### Example of IREP usage on congress dataset

In [1]:
import ruleset
import pandas as pd

Load our dataset:

In [2]:
df = pd.read_csv('../datasets/house-votes-84.csv')

Split our data into train-test sets:

In [3]:
from sklearn.model_selection import train_test_split
train, test = train_test_split(df, random_state=0)

Create a ruleset classifier:

In [4]:
irep_clf = ruleset.IREP()
irep_clf

<IREP object (unfit)>

Train the ruleset classifier on the trainset:

In [5]:
irep_clf.fit(train, class_feat='Party', random_state=0)
irep_clf.ruleset_ # Access underlying model

<Ruleset object: [physician-fee-freeze=n] V [synfuels-corporation-cutback=y]>

Verbosity allows us to transparently view training steps...

In [6]:
irep_clf.verbosity = 2 # Scale of 1-5
irep_clf.fit(train, class_feat='Party', random_state=0)
irep_clf.ruleset_

pos_growset 135 pos_pruneset 67
neg_growset 83 neg_pruneset 41
grew rule: [physician-fee-freeze=n^adoption-of-the-budget-resolution=y]
pruned rule: [physician-fee-freeze=n]
updated ruleset: [physician-fee-freeze=n]

pos_growset 11 pos_pruneset 6
neg_growset 81 neg_pruneset 41
grew rule: [synfuels-corporation-cutback=y^immigration=n^superfund-right-to-sue=n]
pruned rule: [synfuels-corporation-cutback=y]
updated ruleset: ...[physician-fee-freeze=n] V [synfuels-corporation-cutback=y]

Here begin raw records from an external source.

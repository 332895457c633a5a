// LogScope - app/profile_mgr.rs
//
// The set of format profiles available to a session: built-ins embedded
// in the binary plus user TOML files, where a user profile replaces the
// built-in with the same id. Invalid user files are reported and skipped.

use crate::core::model::FormatProfile;
use crate::core::profile::{self, DetectionResult};
use crate::util::constants;
use crate::util::error::ProfileError;
use std::path::Path;
use std::sync::Arc;

/// Immutable, cheaply shared profile list.
#[derive(Debug, Clone)]
pub struct ProfileRegistry {
    profiles: Arc<[FormatProfile]>,
}

/// Outcome of choosing a profile for one file.
#[derive(Debug, Clone)]
pub struct ProfileChoice<'a> {
    pub profile: &'a FormatProfile,
    /// `None` when the fallback was used.
    pub detection: Option<DetectionResult>,
}

impl ProfileRegistry {
    /// Built-in profiles only.
    pub fn builtin() -> Self {
        Self::from_profiles(profile::load_builtin_profiles())
    }

    pub fn from_profiles(profiles: Vec<FormatProfile>) -> Self {
        Self {
            profiles: profiles.into(),
        }
    }

    /// Built-ins merged with the `.toml` files in `user_dir`, if it exists.
    ///
    /// Returns the registry and any non-fatal errors.
    pub fn load(user_dir: Option<&Path>) -> (Self, Vec<ProfileError>) {
        let mut profiles = profile::load_builtin_profiles();
        let mut errors = Vec::new();
        tracing::debug!(builtin_count = profiles.len(), "Loaded built-in profiles");

        match user_dir {
            Some(dir) if dir.is_dir() => {
                let (user_profiles, user_errors) = load_user_profiles(dir);
                errors.extend(user_errors);
                for user_profile in user_profiles {
                    match profiles.iter().position(|p| p.id == user_profile.id) {
                        Some(pos) => {
                            tracing::info!(
                                profile_id = %user_profile.id,
                                "User profile overrides built-in"
                            );
                            profiles[pos] = user_profile;
                        }
                        None => {
                            tracing::info!(
                                profile_id = %user_profile.id,
                                "Loaded user-defined profile"
                            );
                            profiles.push(user_profile);
                        }
                    }
                }
            }
            Some(dir) => tracing::debug!(
                dir = %dir.display(),
                "User profile directory does not exist (skipping)"
            ),
            None => {}
        }

        if profiles.len() > constants::MAX_PROFILES {
            tracing::warn!(
                count = profiles.len(),
                max = constants::MAX_PROFILES,
                "Too many profiles loaded, truncating"
            );
            errors.push(ProfileError::TooManyProfiles {
                count: profiles.len(),
                max: constants::MAX_PROFILES,
            });
            profiles.truncate(constants::MAX_PROFILES);
        }

        for e in &errors {
            tracing::warn!(error = %e, "Profile load problem");
        }
        tracing::info!(total = profiles.len(), "Profile loading complete");
        (Self::from_profiles(profiles), errors)
    }

    pub fn profiles(&self) -> &[FormatProfile] {
        &self.profiles
    }

    pub fn get(&self, id: &str) -> Option<&FormatProfile> {
        self.profiles.iter().find(|p| p.id == id)
    }

    /// Pick the profile for a file from its name and first lines.
    pub fn choose(&self, file_name: &str, sample_lines: &[String]) -> Option<ProfileChoice<'_>> {
        let detection = profile::auto_detect(file_name, sample_lines, &self.profiles);
        let profile = profile::select_profile(file_name, sample_lines, &self.profiles)?;
        let detection = detection.filter(|d| d.profile_id == profile.id);
        Some(ProfileChoice { profile, detection })
    }
}

fn load_user_profiles(dir: &Path) -> (Vec<FormatProfile>, Vec<ProfileError>) {
    let mut profiles = Vec::new();
    let mut errors = Vec::new();

    let mut paths: Vec<_> = match std::fs::read_dir(dir) {
        Ok(entries) => entries
            .filter_map(|e| match e {
                Ok(e) => Some(e.path()),
                Err(source) => {
                    errors.push(ProfileError::Io {
                        path: dir.to_path_buf(),
                        source,
                    });
                    None
                }
            })
            .filter(|p| p.extension().and_then(|e| e.to_str()) == Some("toml"))
            .collect(),
        Err(source) => {
            errors.push(ProfileError::Io {
                path: dir.to_path_buf(),
                source,
            });
            return (profiles, errors);
        }
    };
    // Deterministic override order when two files share an id.
    paths.sort();

    for path in paths {
        let size = match std::fs::metadata(&path) {
            Ok(m) => m.len(),
            Err(source) => {
                errors.push(ProfileError::Io { path, source });
                continue;
            }
        };
        if size > constants::MAX_PROFILE_FILE_SIZE {
            errors.push(ProfileError::FileTooLarge {
                path,
                size,
                max_size: constants::MAX_PROFILE_FILE_SIZE,
            });
            continue;
        }

        let loaded = std::fs::read_to_string(&path)
            .map_err(|source| ProfileError::Io {
                path: path.clone(),
                source,
            })
            .and_then(|content| profile::parse_profile_toml(&content, &path))
            .and_then(|def| profile::validate_and_compile(def, &path, false));
        match loaded {
            Ok(p) => profiles.push(p),
            Err(e) => errors.push(e),
        }
    }

    (profiles, errors)
}
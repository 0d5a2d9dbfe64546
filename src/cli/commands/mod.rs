//! CLI command implementations.

mod config;
mod init;
mod load;
mod preview;
mod search;
mod serve;

pub use config::run_config;
pub use init::run_init;
pub use load::run_load;
pub use preview::run_preview;
pub use search::run_search;
pub use serve::run_serve;

use crate::config::{Prompts, SearchProvider, Settings};
use crate::error::{Result, SokError};
use crate::search::{MemorySearchIndex, RemoteSearchIndex, SearchIndex};
use crate::store::{SqliteWarehouse, Warehouse};
use crate::summary::{OpenAISummarizer, Summarizer};
use std::sync::Arc;

/// Open the configured warehouse.
pub(crate) fn open_warehouse(settings: &Settings) -> Result<SqliteWarehouse> {
    SqliteWarehouse::new(&settings.sqlite_path())
}

/// Build the configured search index.
///
/// Local mode snapshots the warehouse into an in-process index; remote mode
/// talks to the hosted service.
pub(crate) async fn build_index(
    settings: &Settings,
    warehouse: &dyn Warehouse,
) -> Result<Arc<dyn SearchIndex>> {
    match settings.search.provider {
        SearchProvider::Local => {
            let index = MemorySearchIndex::from_warehouse(warehouse).await?;
            Ok(Arc::new(index))
        }
        SearchProvider::Remote => {
            let endpoint = settings.search.endpoint.as_deref().ok_or_else(|| {
                SokError::Config(
                    "search.endpoint must be set for the remote provider".to_string(),
                )
            })?;
            let api_key = std::env::var(&settings.search.api_key_env).ok();
            let index =
                RemoteSearchIndex::new(endpoint, api_key, settings.search.columns.clone())?;
            Ok(Arc::new(index))
        }
    }
}

/// Build the configured summarizer.
pub(crate) fn build_summarizer(settings: &Settings) -> Result<Arc<dyn Summarizer>> {
    let prompts = Prompts::load(
        settings.prompts.custom_dir.as_deref(),
        Some(&settings.prompts.variables),
    )?;
    Ok(Arc::new(
        OpenAISummarizer::new(&settings.summary.model).with_prompts(prompts),
    ))
}
impl Session {
    /// Create a session over the given collaborators. A page size of zero is
    /// treated as one; page math divides by it.
    pub fn new(
        index: Arc<dyn SearchIndex>,
        summarizer: Arc<dyn Summarizer>,
        page_size: usize,
    ) -> Self {
        Self {
            index,
            summarizer,
            page_size: page_size.max(1),
            summary_rows: MAX_SUMMARY_ROWS,
            state: SessionState::default(),
        }
    }

    /// Set how many top rows are summarized (clamped to 1-3).
    pub fn with_summary_rows(mut self, rows: usize) -> Self {
        self.summary_rows = rows.clamp(1, MAX_SUMMARY_ROWS);
        self
    }

    /// The session's page size.
    pub fn page_size(&self) -> usize {
        self.page_size
    }

    /// Current session state.
    pub fn state(&self) -> &SessionState {
        &self.state
    }

    /// The page currently displayed, if any.
    pub fn current_page(&self) -> Option<&ResultPage> {
        self.state.current_page.as_ref()
    }

    /// The summary of the current result set, if any.
    pub fn summary(&self) -> Option<&str> {
        self.state.summary.as_deref()
    }

    /// Total page count for the current result set; 0 when there is none.
    pub fn total_pages(&self) -> usize {
        self.state
            .current_page
            .as_ref()
            .map(|page| total_pages(page.total_count, self.page_size))
            .unwrap_or(0)
    }

    /// Start a fresh search: page resets to 1, the previous result set and
    /// summary are replaced, and the top rows are summarized once.
    ///
    /// A blank query is rejected before any fetch. If the index call fails
    /// the session state is left untouched. Summarization failure is not
    /// fatal: the rows stay displayable and the failure is reported in the
    /// returned [`SearchOutcome`].
    #[instrument(skip(self), fields(query = %text))]
    pub async fn submit_search(
        &mut self,
        text: &str,
        years: Option<YearRange>,
    ) -> Result<SearchOutcome> {
        let text = text.trim();
        if text.is_empty() {
            return Err(SokError::EmptyQuery);
        }

        let query = SearchQuery {
            text: text.to_string(),
            page: 1,
            years,
        };

        let result = self
            .index
            .search(&SearchRequest {
                text: query.text.clone(),
                limit: self.page_size,
                offset: 0,
                years: query.years,
            })
            .await?;

        info!(
            "Search '{}' matched {} rows ({} on page 1)",
            query.text,
            result.total_count,
            result.hits.len()
        );

        let page = ResultPage {
            query: query.clone(),
            rows: result.hits,
            total_count: result.total_count,
        };

        let mut summary_error = None;
        self.state.summary = None;

        if !page.rows.is_empty() {
            let top = &page.rows[..page.rows.len().min(self.summary_rows)];
            match self.summarizer.summarize(top).await {
                Ok(summary) => self.state.summary = Some(summary),
                Err(e) => {
                    warn!("Summarization failed: {}", e);
                    summary_error = Some(e.to_string());
                }
            }
        }

        let outcome = SearchOutcome {
            total_count: page.total_count,
            total_pages: total_pages(page.total_count, self.page_size),
            summary_error,
        };

        self.state.current_query = Some(query);
        self.state.current_page = Some(page);

        Ok(outcome)
    }

    /// Navigate to a page of the current result set.
    ///
    /// The fetch reuses the active query text and filter; only the offset
    /// changes. Out-of-range pages are rejected, never clamped. On a failed
    /// fetch the previously displayed page stays intact. Navigation never
    /// re-triggers summarization; use [`Session::refresh_summary`] for that.
    #[instrument(skip(self))]
    pub async fn go_to_page(&mut self, page_number: usize) -> Result<()> {
        let query = self
            .state
            .current_query
            .clone()
            .ok_or_else(|| SokError::InvalidInput("No active search".to_string()))?;

        let pages = self.total_pages();
        if page_number < 1 || page_number > pages {
            return Err(SokError::InvalidInput(format!(
                "Page {} is out of range (1-{})",
                page_number, pages
            )));
        }

        // Fetch first, assign after: a failed fetch must not blank the
        // currently displayed page.
        let result = self
            .index
            .search(&SearchRequest {
                text: query.text.clone(),
                limit: self.page_size,
                offset: (page_number - 1) * self.page_size,
                years: query.years,
            })
            .await?;

        debug!(
            "Page {} of '{}': {} rows",
            page_number,
            query.text,
            result.hits.len()
        );

        let query = SearchQuery {
            page: page_number,
            ..query
        };

        self.state.current_page = Some(ResultPage {
            query: query.clone(),
            rows: result.hits,
            total_count: result.total_count,
        });
        self.state.current_query = Some(query);

        Ok(())
    }

    /// Explicitly re-summarize the top rows of the current first page.
    ///
    /// The stored summary is cleared up front; a failed completion call must
    /// not leave a summary of the previous attempt on display.
    #[instrument(skip(self))]
    pub async fn refresh_summary(&mut self) -> Result<&str> {
        let top = {
            let page = self
                .state
                .current_page
                .as_ref()
                .ok_or_else(|| SokError::InvalidInput("No active search".to_string()))?;

            if page.query.page != 1 {
                return Err(SokError::InvalidInput(
                    "Summaries cover the first page of results".to_string(),
                ));
            }
            if page.rows.is_empty() {
                return Err(SokError::NoResults);
            }

            page.rows[..page.rows.len().min(self.summary_rows)].to_vec()
        };

        self.state.summary = None;
        let summary = self.summarizer.summarize(&top).await?;
        self.state.summary = Some(summary);

        Ok(self.state.summary.as_deref().unwrap_or_default())
    }
}
//! Init command - interactive first-run setup.

use crate::cli::commands::open_warehouse;
use crate::cli::Output;
use crate::config::{SearchProvider, Settings};
use crate::store::Warehouse;
use console::style;
use std::io::{self, Write};

/// Run the init command for first-time setup.
pub async fn run_init(settings: &Settings) -> anyhow::Result<()> {
    Output::header("Sok Setup");
    println!();
    println!("Welcome to Sok! Let's make sure everything is configured correctly.\n");

    // Step 1: Check API configuration
    println!("{}", style("Step 1: Checking API configuration").bold().cyan());
    println!();

    if std::env::var("OPENAI_API_KEY").is_err() {
        Output::warning("OPENAI_API_KEY environment variable is not set.");
        println!();
        println!("  Sok requires an OpenAI API key for result summaries.");
        println!("  Get your API key from: {}", style("https://platform.openai.com/api-keys").underlined());
        println!();
        println!("  Set it in your shell configuration (~/.bashrc, ~/.zshrc, etc.):");
        println!("  {}", style("export OPENAI_API_KEY='sk-...'").green());
        println!();

        if !prompt_continue("Continue without API key?")? {
            println!();
            Output::info("Setup cancelled. Set your API key and run 'sok init' again.");
            return Ok(());
        }
    } else {
        Output::success("OpenAI API key is configured!");
    }

    if settings.search.provider == SearchProvider::Remote
        && std::env::var(&settings.search.api_key_env).is_err()
    {
        Output::warning(&format!(
            "{} is not set; remote searches will run unauthenticated.",
            settings.search.api_key_env
        ));
    }

    println!();

    // Step 2: Create data directory
    println!("{}", style("Step 2: Setting up directories").bold().cyan());
    println!();

    let data_dir = settings.data_dir();
    if !data_dir.exists() {
        std::fs::create_dir_all(&data_dir)?;
        Output::success(&format!("Created data directory: {}", data_dir.display()));
    } else {
        Output::info(&format!("Data directory exists: {}", data_dir.display()));
    }

    println!();

    // Step 3: Provision the warehouse
    println!("{}", style("Step 3: Provisioning warehouse").bold().cyan());
    println!();

    let warehouse = open_warehouse(settings)?;
    warehouse.provision().await?;
    Output::success(&format!(
        "Warehouse ready at: {}",
        settings.sqlite_path().display()
    ));

    println!();

    // Step 4: Create config file
    println!("{}", style("Step 4: Configuration file").bold().cyan());
    println!();

    let config_path = Settings::default_config_path();
    if config_path.exists() {
        Output::info(&format!("Config file exists: {}", config_path.display()));
    } else if prompt_continue("Create default configuration file?")? {
        if let Some(parent) = config_path.parent() {
            std::fs::create_dir_all(parent)?;
        }
        settings.save_to(&config_path)?;
        Output::success(&format!("Created config file: {}", config_path.display()));
        println!();
        println!("  Edit your config with: {}", style("sok config edit").green());
    } else {
        Output::info("Skipped config file creation. Using defaults.");
    }

    println!();

    // Summary
    println!("{}", style("Setup Complete!").bold().green());
    println!();
    println!("Next steps:");
    println!("  {} Load your video catalog", style("sok load <catalog.csv>").cyan());
    println!("  {} Search it", style("sok search \"<query>\"").cyan());
    println!("  {} Serve the interactive API", style("sok serve").cyan());
    println!();
    println!("For more help: {}", style("sok --help").cyan());

    Ok(())
}

/// Prompt user for yes/no confirmation.
fn prompt_continue(message: &str) -> io::Result<bool> {
    print!("{} {} ", style("?").cyan(), message);
    print!("{} ", style("[y/N]").dim());
    io::stdout().flush()?;

    let mut input = String::new();
    io::stdin().read_line(&mut input)?;

    Ok(input.trim().to_lowercase() == "y" || input.trim().to_lowercase() == "yes")
}
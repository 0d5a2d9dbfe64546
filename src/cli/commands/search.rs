//! Search command implementation.

use crate::cli::commands::{build_index, build_summarizer, open_warehouse};
use crate::cli::Output;
use crate::config::Settings;
use crate::error::SokError;
use crate::search::YearRange;
use crate::session::Session;
use crate::store::Warehouse;
use anyhow::Result;

/// Run the search command: one session, submit, optionally navigate, print.
pub async fn run_search(
    query: &str,
    year_from: Option<i32>,
    year_to: Option<i32>,
    page: usize,
    settings: Settings,
) -> Result<()> {
    let years = match (year_from, year_to) {
        (None, None) => None,
        (Some(from), Some(to)) => Some(YearRange::new(from, to)?),
        _ => {
            Output::error("Both --year-from and --year-to are required to filter by year.");
            anyhow::bail!("Incomplete year range");
        }
    };

    let warehouse = open_warehouse(&settings)?;
    warehouse.provision().await?;

    let index = build_index(&settings, &warehouse).await?;
    let summarizer = build_summarizer(&settings)?;
    let mut session = Session::new(index, summarizer, settings.search.page_size)
        .with_summary_rows(settings.summary.max_rows);

    let spinner = Output::spinner("Searching...");
    let outcome = session.submit_search(query, years).await;
    spinner.finish_and_clear();

    let outcome = match outcome {
        Ok(outcome) => outcome,
        Err(e) => {
            Output::error(&format!("Search failed: {}", e));
            return Err(anyhow::anyhow!("{}", e));
        }
    };

    if outcome.total_count == 0 {
        Output::warning("No results found.");
        return Ok(());
    }

    if page > 1 {
        match session.go_to_page(page).await {
            Ok(()) => {}
            Err(SokError::InvalidInput(msg)) => {
                Output::error(&msg);
                anyhow::bail!("{}", msg);
            }
            Err(e) => {
                // Navigation failed; the first page is still displayable
                Output::warning(&format!("Could not fetch page {}: {}", page, e));
            }
        }
    }

    if let Some(summary) = session.summary() {
        Output::summary_block(summary);
    } else if let Some(reason) = &outcome.summary_error {
        Output::warning(&format!("Summary unavailable: {}", reason));
    }

    let current = session
        .current_page()
        .expect("page present after successful search");
    let page_size = session.page_size();
    let shown_from = (current.query.page - 1) * page_size + 1;
    let shown_to = shown_from + current.rows.len().saturating_sub(1);

    Output::success(&format!(
        "Showing results {} to {} of {} (page {} of {})",
        shown_from,
        shown_to,
        current.total_count,
        current.query.page,
        outcome.total_pages
    ));

    for row in &current.rows {
        Output::video_result(&row.title, row.year, &row.description, &row.thumbnail_url);
    }

    Ok(())
}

pos_growset 3 pos_pruneset 2
neg_growset 71 neg_pruneset 36
grew rule: [education-spending=n^physician-fee-freeze=?]
pruned rule unchanged

GREW RULESET:
[[physician-fee-freeze=n] V
[synfuels-corporation-cutback=y]]



<Ruleset object: [physician-fee-freeze=n] V [synfuels-corporation-cutback=y]>

With IREP, we can turn off pruning (it's fun, but not recommended, for obvious reasons)

In [7]:
unpruned_irep_clf = ruleset.IREP(prune_size=None)
unpruned_irep_clf

<IREP object (unfit)>

In [8]:
unpruned_irep_clf.fit(train, class_feat='Party', random_state=0)
unpruned_irep_clf.ruleset_ # Access underlying model

<Ruleset object: [physician-fee-freeze=n^adoption-of-the-budget-resolution=y] V [synfuels-corporation-cutback=y^physician-fee-freeze=n] V [synfuels-corporation-cutback=y^adoption-of-the-budget-resolution=y^anti-satellite-test-ban=n] V [mx-missile=y^duty-free-exports=y^physician-fee-freeze=n] V [physician-fee-freeze=?^immigration=y] V [immigration=n^synfuels-corporation-cutback=y^export-administration-act-south-africa=n^Handicapped-infants=y] V [immigration=n^education-spending=n^mx-missile=y] V [physician-fee-freeze=n^anti-satellite-test-ban=?] V [export-administration-act-south-africa=?^el-salvador-aid=?^mx-missile=y] V [immigration=n^synfuels-corporation-cutback=y^export-administration-act-south-africa=n^Water-project-cost-sharing=n] V [physician-fee-freeze=n^education-spending=y] V [export-administration-act-south-africa=?^adoption-of-the-budget-resolution=y^anti-satellite-test-ban=n] V [synfuels-corporation-cutback=y^superfund-right-to-sue=n^immigration=n]>

How good is our model?

In [9]:
test_X = test.drop('Party', axis=1)
test_y = test['Party']
irep_clf.score(test_X, test_y) # Default metric is accuracy

0.926605504587156

We can also score it on custom metrics, including sklearn's:

In [11]:
from sklearn.metrics import precision_score
irep_clf.score(test_X, test_y, precision_score)

0.9130434782608695

To make predictions:

In [12]:
irep_clf.predict(test_X.tail())

[True, False, True, False, False]

For explainability, we can query the reasons responsible for each prediction:

In [13]:
irep_clf.predict(test_X.tail(), give_reasons=True)

([True, False, True, False, False],
 [[<Rule object: [physician-fee-freeze=n]>,
   <Rule object: [synfuels-corporation-cutback=y]>],
  [],
  [<Rule object: [physician-fee-freeze=n]>,
   <Rule object: [synfuels-corporation-cutback=y]>],
  [],
  []])